I'm a bit new to Spark ML API. I'm trying to do multi-label classification for 160 labels by training 160 classifiers(logistic or random forest etc). Once I train on Dataset[LabeledPoint], I'm finding it hard to get an API where I get the probability for each class for a single example. I've read on SO that you can use the pipeline API and get the probabilities, but for my use case this is going to be hard because I'll have to repicate 160 RDDs for my evaluation features, get probability for each class and then do a join to rank the classes by their probabilities. Instead, I want to just have one copy of evaluation features, broadcast the 160 models and then do the predictions inside the map function. I find myself having to implement this but wonder if there's another convenience API in Spark to do the same for different classifiers like Logistic/RF which converts a Vector representing features to the probability for it belonging to a class.
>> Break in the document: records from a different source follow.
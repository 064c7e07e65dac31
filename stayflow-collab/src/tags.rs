//! Comma-joined tag columns are decoded to lists in exactly one place,
//! the persistence gateway. Everything above it works with `Vec<String>`.

/// Decodes a comma-joined column into a list, dropping empty segments
pub fn decode(raw: &str) -> Vec<String> {
    raw.split(',')
        .map(str::trim)
        .filter(|s| !s.is_empty())
        .map(str::to_string)
        .collect()
}

/// Encodes a list into a comma-joined column value
pub fn encode(tags: &[String]) -> String {
    tags.iter()
        .map(|t| t.trim())
        .filter(|t| !t.is_empty())
        .collect::<Vec<_>>()
        .join(",")
}

/// Substring containment against the encoded form, matching the
/// original filter semantics where "Lux" also matches "Luxury"
pub fn contains(tags: &[String], fragment: &str) -> bool {
    encode(tags).contains(fragment)
}

#[cfg(test)]
mod test {
    use super::*;

    #[test]
    fn round_trips_through_the_column_encoding() {
        let tags = vec!["Wifi".to_string(), "Pool".to_string(), "Kitchen".to_string()];
        assert_eq!(decode(&encode(&tags)), tags);
    }

    #[test]
    fn drops_empty_segments() {
        assert_eq!(decode(""), Vec::<String>::new());
        assert_eq!(decode("Wifi,,Pool, "), vec!["Wifi", "Pool"]);
    }

    #[test]
    fn containment_is_substring_based() {
        let vibes = vec!["Luxury".to_string(), "Adventure".to_string()];

        assert!(contains(&vibes, "Lux"));
        assert!(contains(&vibes, "Adventure"));
        assert!(!contains(&vibes, "Cozy"));
    }
}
Please let me know if there's a better way to approach multi-label classification in Spark.
EDIT: I tried to create a function to transform a vector to a label for random forest, but it's super annoying because I now have to clone large pieces of tree traversal in Spark, and almost everywhere I encountered dead ends because some function or variable was private or protected. Correct me if wrong, but if this use case is not already implemented, I think it atleast is well-justified because Scikit-learn already has such APIs in place to do this.
Thanks